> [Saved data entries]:
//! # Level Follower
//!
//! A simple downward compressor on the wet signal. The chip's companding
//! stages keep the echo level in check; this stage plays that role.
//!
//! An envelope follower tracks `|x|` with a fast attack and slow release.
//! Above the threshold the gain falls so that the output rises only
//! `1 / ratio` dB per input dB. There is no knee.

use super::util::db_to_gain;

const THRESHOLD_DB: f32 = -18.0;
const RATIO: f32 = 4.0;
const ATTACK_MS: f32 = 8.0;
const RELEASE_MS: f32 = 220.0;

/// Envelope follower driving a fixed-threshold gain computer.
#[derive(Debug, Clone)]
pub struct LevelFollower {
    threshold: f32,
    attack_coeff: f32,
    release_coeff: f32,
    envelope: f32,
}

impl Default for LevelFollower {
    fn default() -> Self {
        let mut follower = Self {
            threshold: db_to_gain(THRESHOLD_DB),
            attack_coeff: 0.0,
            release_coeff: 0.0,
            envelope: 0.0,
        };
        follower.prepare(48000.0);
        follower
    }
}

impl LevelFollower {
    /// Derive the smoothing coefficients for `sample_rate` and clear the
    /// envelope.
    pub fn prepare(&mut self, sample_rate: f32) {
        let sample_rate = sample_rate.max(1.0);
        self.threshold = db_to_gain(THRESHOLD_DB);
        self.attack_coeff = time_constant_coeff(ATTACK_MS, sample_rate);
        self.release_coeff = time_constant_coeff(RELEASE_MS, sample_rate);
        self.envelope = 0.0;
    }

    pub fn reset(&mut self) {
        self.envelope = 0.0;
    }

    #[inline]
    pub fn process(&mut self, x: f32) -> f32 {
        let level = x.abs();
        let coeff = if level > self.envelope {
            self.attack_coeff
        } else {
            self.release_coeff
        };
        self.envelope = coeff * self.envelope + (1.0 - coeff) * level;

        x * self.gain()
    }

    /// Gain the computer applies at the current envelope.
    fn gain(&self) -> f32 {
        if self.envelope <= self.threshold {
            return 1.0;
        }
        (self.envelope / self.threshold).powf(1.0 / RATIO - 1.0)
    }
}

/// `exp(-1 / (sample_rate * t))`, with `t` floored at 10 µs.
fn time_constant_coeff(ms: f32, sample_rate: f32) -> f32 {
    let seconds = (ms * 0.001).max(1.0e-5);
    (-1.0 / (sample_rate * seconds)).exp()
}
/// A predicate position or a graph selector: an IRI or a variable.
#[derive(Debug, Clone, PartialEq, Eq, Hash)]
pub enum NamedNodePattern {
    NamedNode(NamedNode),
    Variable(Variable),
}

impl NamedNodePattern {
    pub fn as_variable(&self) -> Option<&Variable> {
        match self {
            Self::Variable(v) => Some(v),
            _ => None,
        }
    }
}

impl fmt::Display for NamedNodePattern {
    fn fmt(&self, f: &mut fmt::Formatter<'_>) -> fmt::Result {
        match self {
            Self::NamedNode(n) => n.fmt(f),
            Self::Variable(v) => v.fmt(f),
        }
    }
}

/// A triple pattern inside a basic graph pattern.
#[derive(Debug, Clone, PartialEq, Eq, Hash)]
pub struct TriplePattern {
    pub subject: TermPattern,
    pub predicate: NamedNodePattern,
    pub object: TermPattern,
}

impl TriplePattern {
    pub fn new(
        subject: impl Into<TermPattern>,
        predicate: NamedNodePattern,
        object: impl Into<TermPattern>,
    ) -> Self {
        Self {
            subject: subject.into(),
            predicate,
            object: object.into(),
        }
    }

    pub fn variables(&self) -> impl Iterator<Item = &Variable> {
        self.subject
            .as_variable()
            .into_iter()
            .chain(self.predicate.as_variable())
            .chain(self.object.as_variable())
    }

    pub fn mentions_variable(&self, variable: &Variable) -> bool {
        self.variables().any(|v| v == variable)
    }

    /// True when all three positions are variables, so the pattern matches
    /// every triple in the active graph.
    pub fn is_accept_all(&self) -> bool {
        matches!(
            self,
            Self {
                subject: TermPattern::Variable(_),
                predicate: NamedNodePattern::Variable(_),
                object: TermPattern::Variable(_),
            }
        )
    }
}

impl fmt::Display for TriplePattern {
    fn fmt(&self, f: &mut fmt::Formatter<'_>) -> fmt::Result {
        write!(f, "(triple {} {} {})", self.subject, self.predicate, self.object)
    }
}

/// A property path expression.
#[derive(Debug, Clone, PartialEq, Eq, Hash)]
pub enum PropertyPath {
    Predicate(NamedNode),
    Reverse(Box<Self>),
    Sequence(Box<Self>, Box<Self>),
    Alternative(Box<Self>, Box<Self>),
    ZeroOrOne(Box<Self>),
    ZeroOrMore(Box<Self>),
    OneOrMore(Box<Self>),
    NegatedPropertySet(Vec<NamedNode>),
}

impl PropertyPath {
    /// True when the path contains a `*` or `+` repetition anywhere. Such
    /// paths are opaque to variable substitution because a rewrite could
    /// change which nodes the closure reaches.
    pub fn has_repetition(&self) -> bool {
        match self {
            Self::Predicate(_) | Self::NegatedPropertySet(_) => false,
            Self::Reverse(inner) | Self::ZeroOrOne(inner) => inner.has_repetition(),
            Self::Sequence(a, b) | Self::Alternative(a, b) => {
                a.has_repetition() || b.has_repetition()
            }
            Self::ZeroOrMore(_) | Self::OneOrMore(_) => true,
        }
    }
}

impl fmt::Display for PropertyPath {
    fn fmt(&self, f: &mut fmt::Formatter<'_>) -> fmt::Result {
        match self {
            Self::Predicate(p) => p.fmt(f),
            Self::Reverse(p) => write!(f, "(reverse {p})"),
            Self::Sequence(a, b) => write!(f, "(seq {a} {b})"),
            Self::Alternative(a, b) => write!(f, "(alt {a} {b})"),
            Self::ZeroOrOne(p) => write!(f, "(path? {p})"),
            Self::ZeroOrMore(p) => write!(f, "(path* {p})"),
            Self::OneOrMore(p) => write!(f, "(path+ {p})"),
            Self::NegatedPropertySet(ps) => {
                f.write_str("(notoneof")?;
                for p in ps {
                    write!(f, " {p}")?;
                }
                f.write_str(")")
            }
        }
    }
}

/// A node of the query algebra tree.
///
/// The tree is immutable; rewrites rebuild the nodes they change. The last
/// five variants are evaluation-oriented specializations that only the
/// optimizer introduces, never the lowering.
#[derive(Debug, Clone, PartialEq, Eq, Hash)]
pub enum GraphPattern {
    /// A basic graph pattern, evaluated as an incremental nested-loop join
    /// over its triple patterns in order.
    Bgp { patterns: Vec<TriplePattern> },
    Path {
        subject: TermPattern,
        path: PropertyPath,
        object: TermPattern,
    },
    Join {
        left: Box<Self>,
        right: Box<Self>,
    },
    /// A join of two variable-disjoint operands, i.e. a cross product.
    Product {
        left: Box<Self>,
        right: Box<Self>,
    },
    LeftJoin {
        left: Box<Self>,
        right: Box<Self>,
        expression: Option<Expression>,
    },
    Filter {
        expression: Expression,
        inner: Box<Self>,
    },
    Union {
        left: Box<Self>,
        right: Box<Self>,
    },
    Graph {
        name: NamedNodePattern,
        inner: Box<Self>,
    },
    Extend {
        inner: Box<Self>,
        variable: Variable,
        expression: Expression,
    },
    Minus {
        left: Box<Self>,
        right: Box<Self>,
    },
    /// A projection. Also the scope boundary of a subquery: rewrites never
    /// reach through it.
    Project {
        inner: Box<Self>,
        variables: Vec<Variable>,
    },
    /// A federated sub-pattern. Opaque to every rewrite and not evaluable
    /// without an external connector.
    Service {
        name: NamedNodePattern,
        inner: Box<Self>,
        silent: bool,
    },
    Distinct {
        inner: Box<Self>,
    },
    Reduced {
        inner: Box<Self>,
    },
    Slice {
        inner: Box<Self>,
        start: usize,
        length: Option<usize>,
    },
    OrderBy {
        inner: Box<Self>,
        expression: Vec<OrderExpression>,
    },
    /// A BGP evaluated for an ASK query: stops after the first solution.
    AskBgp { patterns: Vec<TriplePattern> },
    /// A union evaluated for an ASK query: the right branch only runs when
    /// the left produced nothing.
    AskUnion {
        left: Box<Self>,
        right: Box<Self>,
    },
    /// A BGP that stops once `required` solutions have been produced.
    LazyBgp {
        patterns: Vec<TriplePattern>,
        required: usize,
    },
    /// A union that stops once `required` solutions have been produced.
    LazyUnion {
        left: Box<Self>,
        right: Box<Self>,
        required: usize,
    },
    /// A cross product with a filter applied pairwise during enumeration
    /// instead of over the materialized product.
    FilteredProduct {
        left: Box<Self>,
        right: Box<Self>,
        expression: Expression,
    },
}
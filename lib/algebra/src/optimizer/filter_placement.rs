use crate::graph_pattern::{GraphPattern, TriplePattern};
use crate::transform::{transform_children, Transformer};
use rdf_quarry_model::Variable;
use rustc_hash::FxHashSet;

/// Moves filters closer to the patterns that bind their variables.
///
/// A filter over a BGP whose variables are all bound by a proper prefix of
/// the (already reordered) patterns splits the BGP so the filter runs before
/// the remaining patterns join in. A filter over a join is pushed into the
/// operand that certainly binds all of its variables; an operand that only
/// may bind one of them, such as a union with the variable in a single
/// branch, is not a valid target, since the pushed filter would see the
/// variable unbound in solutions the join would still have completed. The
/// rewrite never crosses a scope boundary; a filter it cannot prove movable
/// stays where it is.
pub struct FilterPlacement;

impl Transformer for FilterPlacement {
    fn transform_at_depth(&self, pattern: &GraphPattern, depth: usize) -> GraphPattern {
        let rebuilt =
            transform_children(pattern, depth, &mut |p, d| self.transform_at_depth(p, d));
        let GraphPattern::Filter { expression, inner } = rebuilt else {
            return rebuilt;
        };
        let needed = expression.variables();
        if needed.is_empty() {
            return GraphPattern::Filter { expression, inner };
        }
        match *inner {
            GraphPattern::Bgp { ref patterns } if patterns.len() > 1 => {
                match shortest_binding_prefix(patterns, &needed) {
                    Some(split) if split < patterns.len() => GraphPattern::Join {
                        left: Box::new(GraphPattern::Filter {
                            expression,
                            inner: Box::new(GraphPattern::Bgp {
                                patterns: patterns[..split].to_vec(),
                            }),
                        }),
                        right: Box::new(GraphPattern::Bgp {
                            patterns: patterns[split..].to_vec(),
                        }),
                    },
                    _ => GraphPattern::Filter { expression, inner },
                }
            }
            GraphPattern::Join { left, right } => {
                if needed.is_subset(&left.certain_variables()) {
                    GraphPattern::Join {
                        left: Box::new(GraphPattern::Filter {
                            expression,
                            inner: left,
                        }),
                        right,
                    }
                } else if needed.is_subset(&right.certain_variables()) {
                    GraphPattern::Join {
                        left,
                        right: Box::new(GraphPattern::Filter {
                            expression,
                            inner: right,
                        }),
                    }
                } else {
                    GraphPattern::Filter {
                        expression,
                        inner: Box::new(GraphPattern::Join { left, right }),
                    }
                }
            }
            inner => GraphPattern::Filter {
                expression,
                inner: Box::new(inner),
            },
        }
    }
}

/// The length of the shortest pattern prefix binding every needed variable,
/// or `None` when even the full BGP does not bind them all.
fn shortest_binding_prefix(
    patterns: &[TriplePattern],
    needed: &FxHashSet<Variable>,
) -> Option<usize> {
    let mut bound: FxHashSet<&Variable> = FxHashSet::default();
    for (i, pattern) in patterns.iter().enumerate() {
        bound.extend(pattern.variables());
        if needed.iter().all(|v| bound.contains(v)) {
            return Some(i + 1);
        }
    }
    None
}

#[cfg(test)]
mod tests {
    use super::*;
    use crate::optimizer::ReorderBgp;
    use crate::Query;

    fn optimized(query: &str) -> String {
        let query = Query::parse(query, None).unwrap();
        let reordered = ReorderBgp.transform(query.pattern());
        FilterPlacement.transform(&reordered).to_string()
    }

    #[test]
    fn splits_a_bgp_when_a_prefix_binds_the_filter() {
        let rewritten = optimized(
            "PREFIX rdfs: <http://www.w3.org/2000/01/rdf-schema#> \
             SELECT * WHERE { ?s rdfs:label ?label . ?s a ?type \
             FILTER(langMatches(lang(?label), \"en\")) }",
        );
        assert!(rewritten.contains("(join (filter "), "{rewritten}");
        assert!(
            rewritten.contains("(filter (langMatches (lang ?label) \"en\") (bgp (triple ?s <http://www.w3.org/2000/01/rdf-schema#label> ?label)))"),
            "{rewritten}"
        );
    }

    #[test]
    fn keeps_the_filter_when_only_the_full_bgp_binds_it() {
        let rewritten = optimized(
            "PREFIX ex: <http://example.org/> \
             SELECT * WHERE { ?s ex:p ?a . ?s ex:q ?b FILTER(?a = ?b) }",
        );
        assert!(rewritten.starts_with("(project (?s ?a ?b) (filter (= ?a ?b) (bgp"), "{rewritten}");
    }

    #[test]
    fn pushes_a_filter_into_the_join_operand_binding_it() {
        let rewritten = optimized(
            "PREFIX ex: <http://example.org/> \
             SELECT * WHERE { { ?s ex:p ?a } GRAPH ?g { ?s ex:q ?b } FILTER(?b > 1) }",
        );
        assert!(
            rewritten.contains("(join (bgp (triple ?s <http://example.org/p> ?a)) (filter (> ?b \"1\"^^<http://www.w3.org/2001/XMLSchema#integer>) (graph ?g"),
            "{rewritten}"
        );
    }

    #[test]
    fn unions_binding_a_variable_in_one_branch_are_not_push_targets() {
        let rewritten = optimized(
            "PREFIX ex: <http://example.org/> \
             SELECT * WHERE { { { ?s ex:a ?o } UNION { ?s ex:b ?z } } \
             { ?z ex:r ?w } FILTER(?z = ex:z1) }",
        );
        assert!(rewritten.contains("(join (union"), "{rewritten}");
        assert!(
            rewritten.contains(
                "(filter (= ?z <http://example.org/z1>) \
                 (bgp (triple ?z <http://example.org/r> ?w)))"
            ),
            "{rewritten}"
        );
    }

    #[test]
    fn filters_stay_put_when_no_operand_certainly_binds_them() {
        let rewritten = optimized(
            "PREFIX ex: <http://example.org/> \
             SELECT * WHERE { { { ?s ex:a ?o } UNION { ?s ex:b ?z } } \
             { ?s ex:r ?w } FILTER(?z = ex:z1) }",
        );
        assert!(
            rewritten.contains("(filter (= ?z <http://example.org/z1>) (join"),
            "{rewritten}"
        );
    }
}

> [WHAT YOU HAVE TO DO]:
Where the word "chain" appears in a line of the entries, copy that line.

> [EXERCISE ANSWER]:
            .chain(self.predicate.as_variable())
            .chain(self.object.as_variable())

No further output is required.